Complementariamente a este entorno, no se puede omitir que el uso y abuso de armas de fuego con el que vive la sociedad, sea cual fuere su estamento, agrega una cuota tremenda de riesgo.
No sólo el uso de un alfanje que distingue a las distintas tribus, ajustado a su cintura: también pistolas, ametralladoras, escopetas, fusiles y rifles son portadas en cualquier ámbito, con total naturalidad. Se puede suponer, por eso, que armas más complejas y poderosas se trafican con libertad y sin muchos controles, gracias a un contrabando que cuenta con una corruptela burocrática muy complaciente.
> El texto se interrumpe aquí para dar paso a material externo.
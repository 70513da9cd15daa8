//! Capped staking emission.
//!
//! Gauge rewards are the only minting path modeled here; once the lifetime cap is
//! reached further mints are clamped to what remains.

use serde::{Deserialize, Serialize};
use tracing::warn;

use crate::types::Amount;

#[derive(Clone, Debug, PartialEq, Eq, Serialize, Deserialize)]
pub struct StakingEmission {
    cap: Amount,
    minted: Amount,
}

impl StakingEmission {
    pub fn new(cap: Amount) -> StakingEmission {
        StakingEmission { cap, minted: 0 }
    }

    pub fn cap(&self) -> Amount {
        self.cap
    }

    pub fn minted(&self) -> Amount {
        self.minted
    }

    pub fn remaining(&self) -> Amount {
        self.cap.saturating_sub(self.minted)
    }

    /// Mints up to `amount` and returns what was actually minted.
    pub fn mint_staking(&mut self, amount: Amount) -> Amount {
        let remaining = self.remaining();
        let minted = if amount > remaining {
            warn!(requested = amount, remaining, "staking emission cap reached, mint clamped");
            remaining
        } else {
            amount
        };
        self.minted += minted;
        minted
    }
}
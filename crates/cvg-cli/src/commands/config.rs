//! `cvg config` command implementation

use anyhow::Result;
use cvg_core::EngineConfig;

pub fn run(config: &EngineConfig) -> Result<()> {
    println!("{}", serde_json::to_string_pretty(config)?);
    Ok(())
}
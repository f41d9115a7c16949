// =============================================================================
// GEMINI CLIENT - Google AI Studio API Integration
// =============================================================================
//
// Implements the `CompletionProvider` port against Gemini's `generateContent`
// endpoint (https://ai.google.dev/gemini-api/docs).
//
// - Authentication: API key as a query parameter (`?key=API_KEY`), not a
//   Bearer header.
// - Request format: `contents[]` with nested `parts`.
// - Response format: content at `candidates[0].content.parts[].text`.

use crate::core::ai::{AiConfig, CompletionProvider};
use async_trait::async_trait;
use reqwest::Client;
use serde::{Deserialize, Serialize};
use std::error::Error;

const GENERATE_URL: &str = "https://generativelanguage.googleapis.com/v1beta/models";

#[derive(Debug, Serialize, Deserialize, Default)]
#[serde(rename_all = "camelCase", default)]
struct Part {
    #[serde(skip_serializing_if = "Option::is_none")]
    text: Option<String>,
}

/// One message in the request/response. The assistant sends a single user
/// turn: the fully assembled grounded prompt.
#[derive(Debug, Serialize, Deserialize)]
struct Content {
    role: String,
    parts: Vec<Part>,
}

#[derive(Debug, Serialize)]
#[serde(rename_all = "camelCase")]
struct GenerationConfig {
    #[serde(skip_serializing_if = "Option::is_none")]
    temperature: Option<f32>,

    #[serde(skip_serializing_if = "Option::is_none")]
    max_output_tokens: Option<u32>,
}

#[derive(Debug, Serialize)]
#[serde(rename_all = "camelCase")]
struct GenerateContentRequest {
    contents: Vec<Content>,

    #[serde(skip_serializing_if = "Option::is_none")]
    generation_config: Option<GenerationConfig>,
}

#[derive(Debug, Deserialize)]
#[serde(rename_all = "camelCase")]
struct Candidate {
    content: Content,

    #[allow(dead_code)]
    finish_reason: Option<String>,
}

#[derive(Debug, Deserialize)]
#[serde(rename_all = "camelCase")]
struct GenerateContentResponse {
    candidates: Option<Vec<Candidate>>,
}

#[derive(Debug, Deserialize)]
struct GeminiErrorDetail {
    message: String,
    #[allow(dead_code)]
    status: Option<String>,
}

#[derive(Debug, Deserialize)]
struct GeminiErrorResponse {
    error: GeminiErrorDetail,
}

/// Client for Gemini's generateContent endpoint.
pub struct GeminiClient {
    client: Client,
    api_key: String,
}

impl GeminiClient {
    pub fn new(api_key: impl Into<String>) -> Self {
        Self {
            client: crate::infra::http_client(),
            api_key: api_key.into(),
        }
    }

    fn build_request(prompt: &str, config: &AiConfig) -> GenerateContentRequest {
        GenerateContentRequest {
            contents: vec![Content {
                role: "user".to_string(),
                parts: vec![Part {
                    text: Some(prompt.to_string()),
                }],
            }],
            generation_config: Some(GenerationConfig {
                temperature: Some(config.temperature),
                max_output_tokens: config.max_output_tokens,
            }),
        }
    }

    fn extract_text(response: &GenerateContentResponse) -> Option<String> {
        let candidate = response.candidates.as_ref()?.first()?;
        let text: Vec<&str> = candidate
            .content
            .parts
            .iter()
            .filter_map(|p| p.text.as_deref())
            .collect();
        if text.is_empty() {
            None
        } else {
            Some(text.join(""))
        }
    }
}

#[async_trait]
impl CompletionProvider for GeminiClient {
    async fn generate(
        &self,
        prompt: &str,
        config: &AiConfig,
    ) -> Result<String, Box<dyn Error + Send + Sync>> {
        let url = format!(
            "{}/{}:generateContent?key={}",
            GENERATE_URL, config.model, self.api_key
        );

        let request = Self::build_request(prompt, config);

        tracing::debug!(model = %config.model, prompt_len = prompt.len(), "Gemini request");

        let response = self
            .client
            .post(&url)
            .header("Content-Type", "application/json")
            .json(&request)
            .send()
            .await?;

        if !response.status().is_success() {
            let status = response.status();
            let error_text = response.text().await?;

            // Prefer the structured error message when the body parses.
            if let Ok(error_response) = serde_json::from_str::<GeminiErrorResponse>(&error_text) {
                return Err(format!(
                    "Gemini API error ({}): {}",
                    status, error_response.error.message
                )
                .into());
            }

            return Err(format!("Gemini API error: {} - {}", status, error_text).into());
        }

        let response_json: GenerateContentResponse = response.json().await?;

        Self::extract_text(&response_json).ok_or_else(|| {
            "No content in Gemini response - the model may have been blocked by safety filters"
                .into()
        })
    }
}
Los disparos se oyen tanto en una boda, en una pacífica excursión de turistas por el desierto, en las habituales prácticas de tiro o para amedrentar a algún vecino. El lugar y las razones carecen de importancia. Es una sociedad machista, impregnada de una religiosidad extrema, con grandes índices de inflación y, por cierto, nula movilidad social. Si le sumamos una historia política casi descontrolada, es obvio que todas estas particularidades lo convierten en un país muy apetecible para el terrorismo internacional.
Las grandes potencias enfrentan una gran dificultad, dada la extendida frontera que comparte Yemen con el reino de Arabia Saudita, una estable monarquía petrolera, en buenas relaciones con los Estados Unidos y custodia activa de los lugares sagrados del islam. Es como si de pronto hubiese aparecido un nuevo jugador en la cancha del terror. En todo caso, lo que puede verse es que no se trata sólo de alguien que estaba en el banco de suplentes, esperando con paciencia que el director técnico, Al-Qaeda, lo invitara a jugar. Todo hace pensar que está debidamente entrenado, más aún sabiendo que el ejército yemenita mantiene una lucha feroz con grupos chiitas Hunti, en el norte del territorio.
Esto perturba justificadamente el sueño de muchas naciones sobre las que pesa la responsabilidad de lograr la paz internacional y que no omitirán este escenario que empieza a acrecentar su sombra sobre un mundo sensibilizado con la violencia irracional, el terrorismo y las guerras.